Ciao, I’m Amanda.

I come from a family where anxiety runs rampant. I’ve experienced the highs and lows of this disorder for years; from crippling panic for no apparent reason to the liberation of being able to experience life without the constant feeling of impending doom.

I definitely disassociated most of my worst times suffering from GAD. I know that I experienced a tiny amount in elementary school, junior high was okay, but I know that I dropped out of high school because of it. This gives me a ballpark idea of when my anxiety was at it’s worst. I had developed agoraphobia as a side effect, and at one point it was localized to my bedroom, at which time even going to the washroom was triggering for me. 

It was a strange and blurry time, and the fears I developed around it became debilitating. I had a lot of support from my family, and those relationships quickly became my excuse for not doing the work that needed to be done. I would call out for them when I was panicking instead of trying to deal with it myself.

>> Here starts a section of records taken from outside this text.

// navball_core/src/panel.rs

//! The frame synchronizer: glues the host's per-frame callback to extraction,
//! the coordinate adapter and the scene.

use tracing::{debug, error, info, warn};

use crate::config::{self, PanelSchemas, SettingsAction, SettingsField};
use crate::error::NavballError;
use crate::extraction::{heading_angle, latest_heading, latest_orientation};
use crate::frames::to_render_quaternion;
use crate::host::RenderHost;
use crate::messages::{FrameBatch, Message, Topic};
use crate::scene::{SceneLayout, SceneRenderer, SceneState, Viewport};
use crate::subscription::SubscriptionManager;

// =========================================================================
// == Frame Completion Token ==
// =========================================================================

/// The host's "frame done" callback, wrapped so that it runs exactly once.
///
/// `signal` consumes the token. A token dropped without being signalled
/// (an early return, an error) signals on drop, so the host is never left
/// waiting on a frame.
pub struct FrameDone<'a> {
    callback: Option<Box<dyn FnOnce() + 'a>>,
}

impl<'a> FrameDone<'a> {
    pub fn new(callback: impl FnOnce() + 'a) -> Self {
        Self {
            callback: Some(Box::new(callback)),
        }
    }

    pub fn signal(mut self) {
        self.fire();
    }

    fn fire(&mut self) {
        if let Some(callback) = self.callback.take() {
            callback();
        }
    }
}

impl Drop for FrameDone<'_> {
    fn drop(&mut self) {
        self.fire();
    }
}

impl std::fmt::Debug for FrameDone<'_> {
    fn fmt(&self, f: &mut std::fmt::Formatter<'_>) -> std::fmt::Result {
        f.debug_struct("FrameDone")
            .field("pending", &self.callback.is_some())
            .finish()
    }
}

// =========================================================================
// == Panel Lifecycle ==
// =========================================================================

/// Where the panel is in its lifecycle. `Uninitialized` is never observable
/// from outside: `mount` either reaches `Mounted` or fails.
#[derive(Debug, Clone, Copy, PartialEq, Eq, Default)]
pub enum PanelPhase {
    #[default]
    Uninitialized,
    Mounted,
    Updating,
    Idle,
    Unmounted,
}

/// What one frame did to the scene.
#[derive(Debug, Clone, Copy, PartialEq, Default)]
pub struct FrameOutcome {
    /// A new orientation was written to the sphere this frame.
    pub orientation_applied: bool,
    /// The heading indicator's rotation, `None` when it is hidden.
    pub heading: Option<f64>,
}

/// One navball panel: the exclusive owner of its scene, its configuration and
/// its host connection for the whole mounted lifetime.
pub struct NavballPanel<H: RenderHost, R: SceneRenderer> {
    host: H,
    renderer: R,
    scene: Option<SceneState<R::Handle>>,
    subscriptions: SubscriptionManager,
    topics: Vec<Topic>,
    messages: Vec<Message>,
    viewport: Option<Viewport>,
    phase: PanelPhase,
}

impl<H: RenderHost, R: SceneRenderer> NavballPanel<H, R> {
    /// Builds the scene, restores the saved configuration and announces the
    /// initial subscriptions and settings form to the host.
    ///
    /// A scene that cannot be created is fatal: the error is logged and
    /// returned, and nothing is retried.
    pub fn mount(host: H, renderer: R, schemas: PanelSchemas) -> Result<Self, NavballError> {
        Self::mount_with_layout(host, renderer, schemas, &SceneLayout::default())
    }

    pub fn mount_with_layout(
        mut host: H,
        mut renderer: R,
        schemas: PanelSchemas,
        layout: &SceneLayout,
    ) -> Result<Self, NavballError> {
        let scene = SceneState::create(&mut renderer, layout).inspect_err(|e| {
            error!("Navball panel could not be mounted: {}", e);
        })?;

        let config = host.restore_state().unwrap_or_default();
        info!("Mounting navball panel with {:?}", config);

        let mut subscriptions = SubscriptionManager::new(config, schemas);
        subscriptions.sync_subscriptions(&mut host);

        let mut panel = Self {
            host,
            renderer,
            scene: Some(scene),
            subscriptions,
            topics: Vec::new(),
            messages: Vec::new(),
            viewport: None,
            phase: PanelPhase::Mounted,
        };
        panel.publish_settings();
        Ok(panel)
    }

    // --- Host-driven callbacks ---

    /// Processes one host tick and signals `done` exactly once.
    ///
    /// Everything happens before this returns: the topic list and messages are
    /// stored, subscriptions re-issued if the selection changed, and the scene
    /// updated from the latest batch. `done` fires after the scene is updated,
    /// unconditionally, including on frames with nothing relevant in them.
    pub fn on_frame(&mut self, batch: FrameBatch, done: FrameDone<'_>) -> Result<FrameOutcome, NavballError> {
        if self.phase == PanelPhase::Unmounted {
            warn!("Frame delivered to an unmounted navball panel.");
            return Err(NavballError::Unmounted);
        }
        self.phase = PanelPhase::Updating;

        if let Some(topics) = batch.topics {
            if self.subscriptions.update_topics(&mut self.host, &topics) {
                self.publish_settings();
            }
            self.topics = topics;
        }
        if let Some(messages) = batch.messages {
            self.messages = messages;
        }

        self.subscriptions.sync_subscriptions(&mut self.host);
        let outcome = self.refresh_scene();

        done.signal();
        self.phase = PanelPhase::Idle;
        Ok(outcome)
    }

    /// Applies an edit coming back from the settings form.
    ///
    /// An accepted change is persisted, re-subscribed and re-published, and
    /// the scene is re-derived from the last batch under the new selection.
    pub fn handle_settings_action(&mut self, action: &SettingsAction) -> Result<bool, NavballError> {
        if self.phase == PanelPhase::Unmounted {
            return Err(NavballError::Unmounted);
        }
        let (field, value) = config::parse_action(action)?;
        let changed = self.subscriptions.select(&mut self.host, field, value);
        if changed {
            self.publish_settings();
            self.refresh_scene();
        }
        Ok(changed)
    }

    pub fn select_orientation_topic(&mut self, name: Option<String>) -> Result<bool, NavballError> {
        self.handle_settings_action(&SettingsAction::update(SettingsField::OrientationTopic, name))
    }

    pub fn select_heading_topic(&mut self, name: Option<String>) -> Result<bool, NavballError> {
        self.handle_settings_action(&SettingsAction::update(SettingsField::HeadingTopic, name))
    }

    /// Matches the camera and output surface to the panel's visible area.
    /// Zero-sized areas are ignored.
    pub fn resize(&mut self, width: u32, height: u32) {
        let Some(scene) = &self.scene else {
            return;
        };
        let viewport = Viewport::new(width, height);
        if scene.resize(&mut self.renderer, viewport) {
            self.viewport = Some(viewport);
        }
    }

    /// The continuous redraw tick.
    pub fn render(&mut self) {
        if self.scene.is_some() {
            self.renderer.render();
        }
    }

    /// Releases every scene object and drops all subscriptions. Afterwards
    /// every callback is refused. Calling it again does nothing.
    pub fn unmount(&mut self) {
        let Some(scene) = self.scene.take() else {
            return;
        };
        scene.destroy(&mut self.renderer);
        self.subscriptions.clear_subscriptions(&mut self.host);
        self.phase = PanelPhase::Unmounted;
        info!("Navball panel unmounted.");
    }

    // --- Accessors ---

    pub fn phase(&self) -> PanelPhase {
        self.phase
    }

    pub fn config(&self) -> &crate::config::PanelConfig {
        self.subscriptions.config()
    }

    pub fn topics(&self) -> &[Topic] {
        &self.topics
    }

    pub fn scene(&self) -> Option<&SceneState<R::Handle>> {
        self.scene.as_ref()
    }

    pub fn viewport(&self) -> Option<Viewport> {
        self.viewport
    }

    pub fn host(&self) -> &H {
        &self.host
    }

    pub fn renderer(&self) -> &R {
        &self.renderer
    }

    pub fn renderer_mut(&mut self) -> &mut R {
        &mut self.renderer
    }

    // --- Internals ---

    /// Re-derives the scene from the stored batch and the current selection.
    fn refresh_scene(&mut self) -> FrameOutcome {
        let Some(scene) = self.scene.as_mut() else {
            return FrameOutcome::default();
        };
        let config = self.subscriptions.config();

        // No orientation sample: the sphere keeps whatever it showed last.
        let orientation = latest_orientation(&self.messages, config.orientation_topic.as_deref());
        if let Some(sample) = &orientation {
            scene.apply_orientation(&mut self.renderer, to_render_quaternion(sample));
        }

        let heading = latest_heading(&self.messages, config.heading_topic.as_deref())
            .and_then(|sample| heading_angle(&sample));
        scene.apply_heading(&mut self.renderer, heading);

        debug!(
            "Frame applied: orientation={}, heading={:?}",
            orientation.is_some(),
            heading
        );
        FrameOutcome {
            orientation_applied: orientation.is_some(),
            heading: scene.heading(),
        }
    }

    fn publish_settings(&mut self) {
        let tree = config::settings_tree(
            self.subscriptions.config(),
            self.subscriptions.orientation_candidates(),
            self.subscriptions.heading_candidates(),
        );
        self.host.update_settings(tree);
    }
}

impl<H: RenderHost, R: SceneRenderer> Drop for NavballPanel<H, R> {
    fn drop(&mut self) {
        self.unmount();
    }
}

I depended on my family to bail me out of whatever situation was triggering me, which wasn’t conducive to the independent life that I craved. I am, however, grateful to have had parents who understood, because I know how awful the opposite can be.

I panicked. They rescued me. I cried. I cried because I knew that I couldn’t continue living a life where I needed my dad within arms reach forme to be able to function. It was scary. It took me a long time, but eventually I started seeing a therapist.

She gave me homework.

“This week, Amanda, I want you to drive yourself to the corner store. You can do it. Get yourself your favourite chocolate bar. Actually, no. Get yourself TWO of them. I know you love your sweets.” Do something simple, normal, independently. This terrified me. It took me a long time to take that leap. But when I did, it felt completely liberating. I had a few episodes during those exercises, but doing them, TRUSTING them, believing that expanding my bubble of safety would help, it eventually did.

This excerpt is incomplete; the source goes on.